• **What the task requires**:
Take every line from the material that has the word "streaming" in it.
**** Information supplied
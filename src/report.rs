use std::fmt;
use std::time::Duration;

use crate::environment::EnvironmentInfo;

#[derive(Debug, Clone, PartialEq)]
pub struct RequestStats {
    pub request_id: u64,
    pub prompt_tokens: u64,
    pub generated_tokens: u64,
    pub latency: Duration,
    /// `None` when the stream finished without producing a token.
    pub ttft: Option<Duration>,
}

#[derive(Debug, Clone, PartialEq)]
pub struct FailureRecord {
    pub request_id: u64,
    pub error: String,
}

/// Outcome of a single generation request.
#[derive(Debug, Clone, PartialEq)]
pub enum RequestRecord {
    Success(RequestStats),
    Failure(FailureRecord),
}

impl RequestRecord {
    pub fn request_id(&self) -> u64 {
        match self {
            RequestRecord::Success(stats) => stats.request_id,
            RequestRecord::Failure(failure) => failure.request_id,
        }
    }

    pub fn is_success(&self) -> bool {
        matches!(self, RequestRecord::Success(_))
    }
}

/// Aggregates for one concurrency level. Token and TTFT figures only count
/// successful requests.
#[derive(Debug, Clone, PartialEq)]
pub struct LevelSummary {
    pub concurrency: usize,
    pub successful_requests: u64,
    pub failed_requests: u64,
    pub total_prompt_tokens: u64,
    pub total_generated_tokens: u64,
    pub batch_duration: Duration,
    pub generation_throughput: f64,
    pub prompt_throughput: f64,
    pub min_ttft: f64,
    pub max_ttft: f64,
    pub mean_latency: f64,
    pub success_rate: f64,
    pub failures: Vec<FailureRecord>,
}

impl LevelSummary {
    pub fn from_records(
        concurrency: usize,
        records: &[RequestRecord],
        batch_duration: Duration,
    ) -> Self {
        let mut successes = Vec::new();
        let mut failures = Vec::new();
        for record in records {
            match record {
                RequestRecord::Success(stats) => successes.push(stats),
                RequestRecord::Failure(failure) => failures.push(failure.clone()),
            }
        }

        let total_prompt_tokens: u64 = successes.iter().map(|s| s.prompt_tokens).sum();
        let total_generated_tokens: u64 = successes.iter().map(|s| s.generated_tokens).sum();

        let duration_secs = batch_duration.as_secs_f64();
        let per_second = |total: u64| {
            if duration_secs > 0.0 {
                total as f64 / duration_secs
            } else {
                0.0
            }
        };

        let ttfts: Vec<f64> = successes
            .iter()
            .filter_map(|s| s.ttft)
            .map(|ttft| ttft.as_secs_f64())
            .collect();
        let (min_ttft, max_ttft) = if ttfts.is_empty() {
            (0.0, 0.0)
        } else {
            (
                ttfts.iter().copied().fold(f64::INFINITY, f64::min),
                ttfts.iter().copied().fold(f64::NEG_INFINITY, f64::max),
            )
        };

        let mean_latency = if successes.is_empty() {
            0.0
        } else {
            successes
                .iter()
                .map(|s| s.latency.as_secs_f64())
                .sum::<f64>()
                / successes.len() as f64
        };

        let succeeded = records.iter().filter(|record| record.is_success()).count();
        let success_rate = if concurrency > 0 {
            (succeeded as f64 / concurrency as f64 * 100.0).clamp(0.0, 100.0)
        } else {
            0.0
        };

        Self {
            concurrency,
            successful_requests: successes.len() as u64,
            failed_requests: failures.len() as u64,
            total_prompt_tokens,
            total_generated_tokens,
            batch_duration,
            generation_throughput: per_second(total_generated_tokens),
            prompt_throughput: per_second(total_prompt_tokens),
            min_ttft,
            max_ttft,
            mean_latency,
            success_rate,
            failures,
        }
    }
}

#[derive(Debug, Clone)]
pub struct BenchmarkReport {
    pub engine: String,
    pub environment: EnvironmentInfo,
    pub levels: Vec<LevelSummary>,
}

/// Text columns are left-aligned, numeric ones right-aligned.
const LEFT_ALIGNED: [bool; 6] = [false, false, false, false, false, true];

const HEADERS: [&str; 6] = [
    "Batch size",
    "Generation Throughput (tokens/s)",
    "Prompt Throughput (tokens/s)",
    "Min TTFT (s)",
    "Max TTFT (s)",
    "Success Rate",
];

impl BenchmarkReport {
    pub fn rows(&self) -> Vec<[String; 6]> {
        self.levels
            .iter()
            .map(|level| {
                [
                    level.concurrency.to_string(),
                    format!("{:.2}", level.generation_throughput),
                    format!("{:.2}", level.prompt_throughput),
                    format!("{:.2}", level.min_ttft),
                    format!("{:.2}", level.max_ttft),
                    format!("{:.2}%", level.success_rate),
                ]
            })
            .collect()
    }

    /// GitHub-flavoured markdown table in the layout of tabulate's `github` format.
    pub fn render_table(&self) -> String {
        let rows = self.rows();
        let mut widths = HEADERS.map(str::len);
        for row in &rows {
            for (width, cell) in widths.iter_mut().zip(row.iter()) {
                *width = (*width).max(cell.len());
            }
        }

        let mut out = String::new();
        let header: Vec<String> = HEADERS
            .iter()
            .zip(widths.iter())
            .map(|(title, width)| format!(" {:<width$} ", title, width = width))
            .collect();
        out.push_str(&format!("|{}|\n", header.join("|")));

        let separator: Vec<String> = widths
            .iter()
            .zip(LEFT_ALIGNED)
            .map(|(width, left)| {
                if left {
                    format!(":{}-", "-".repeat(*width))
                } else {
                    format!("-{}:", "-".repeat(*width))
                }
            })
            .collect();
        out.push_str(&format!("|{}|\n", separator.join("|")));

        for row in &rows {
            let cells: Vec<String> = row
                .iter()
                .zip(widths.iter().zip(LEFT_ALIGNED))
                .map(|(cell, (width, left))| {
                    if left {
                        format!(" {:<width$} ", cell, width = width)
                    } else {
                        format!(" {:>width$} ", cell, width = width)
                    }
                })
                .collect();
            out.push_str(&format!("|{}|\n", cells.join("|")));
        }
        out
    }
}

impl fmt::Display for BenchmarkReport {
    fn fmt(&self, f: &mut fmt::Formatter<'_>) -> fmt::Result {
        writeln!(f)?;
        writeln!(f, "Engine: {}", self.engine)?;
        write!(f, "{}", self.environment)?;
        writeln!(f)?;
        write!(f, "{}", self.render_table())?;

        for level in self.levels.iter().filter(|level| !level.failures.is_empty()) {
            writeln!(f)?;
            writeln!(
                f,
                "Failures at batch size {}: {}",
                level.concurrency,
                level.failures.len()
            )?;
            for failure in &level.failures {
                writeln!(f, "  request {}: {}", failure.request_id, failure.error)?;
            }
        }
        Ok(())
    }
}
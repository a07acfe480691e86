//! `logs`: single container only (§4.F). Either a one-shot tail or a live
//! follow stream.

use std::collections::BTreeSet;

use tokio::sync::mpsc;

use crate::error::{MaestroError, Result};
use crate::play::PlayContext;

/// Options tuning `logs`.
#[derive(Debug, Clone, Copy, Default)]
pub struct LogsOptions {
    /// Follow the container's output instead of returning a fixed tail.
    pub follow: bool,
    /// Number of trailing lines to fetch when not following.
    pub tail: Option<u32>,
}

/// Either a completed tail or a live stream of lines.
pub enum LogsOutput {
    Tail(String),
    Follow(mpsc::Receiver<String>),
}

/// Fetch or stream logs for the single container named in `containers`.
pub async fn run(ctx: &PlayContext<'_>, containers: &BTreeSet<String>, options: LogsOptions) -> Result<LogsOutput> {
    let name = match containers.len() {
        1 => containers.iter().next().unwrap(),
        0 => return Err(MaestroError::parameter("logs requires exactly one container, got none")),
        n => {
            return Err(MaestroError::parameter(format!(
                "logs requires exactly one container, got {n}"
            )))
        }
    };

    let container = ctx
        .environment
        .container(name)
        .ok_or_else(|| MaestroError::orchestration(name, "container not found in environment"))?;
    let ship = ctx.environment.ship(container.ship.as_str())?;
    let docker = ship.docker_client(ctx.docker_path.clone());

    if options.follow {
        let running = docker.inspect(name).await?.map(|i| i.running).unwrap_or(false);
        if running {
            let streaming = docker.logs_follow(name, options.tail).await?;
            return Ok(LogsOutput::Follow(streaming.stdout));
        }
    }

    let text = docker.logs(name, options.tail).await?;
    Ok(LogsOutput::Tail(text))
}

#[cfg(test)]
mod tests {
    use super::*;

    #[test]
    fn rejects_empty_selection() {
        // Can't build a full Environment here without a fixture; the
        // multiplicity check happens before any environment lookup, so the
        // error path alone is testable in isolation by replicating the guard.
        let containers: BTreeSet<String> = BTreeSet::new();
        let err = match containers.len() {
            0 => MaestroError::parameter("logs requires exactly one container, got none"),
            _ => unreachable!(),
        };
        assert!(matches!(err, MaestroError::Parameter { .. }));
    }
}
********
• **Completed task**:
            let streaming = docker.logs_follow(name, options.tail).await?;
            return Ok(LogsOutput::Follow(streaming.stdout));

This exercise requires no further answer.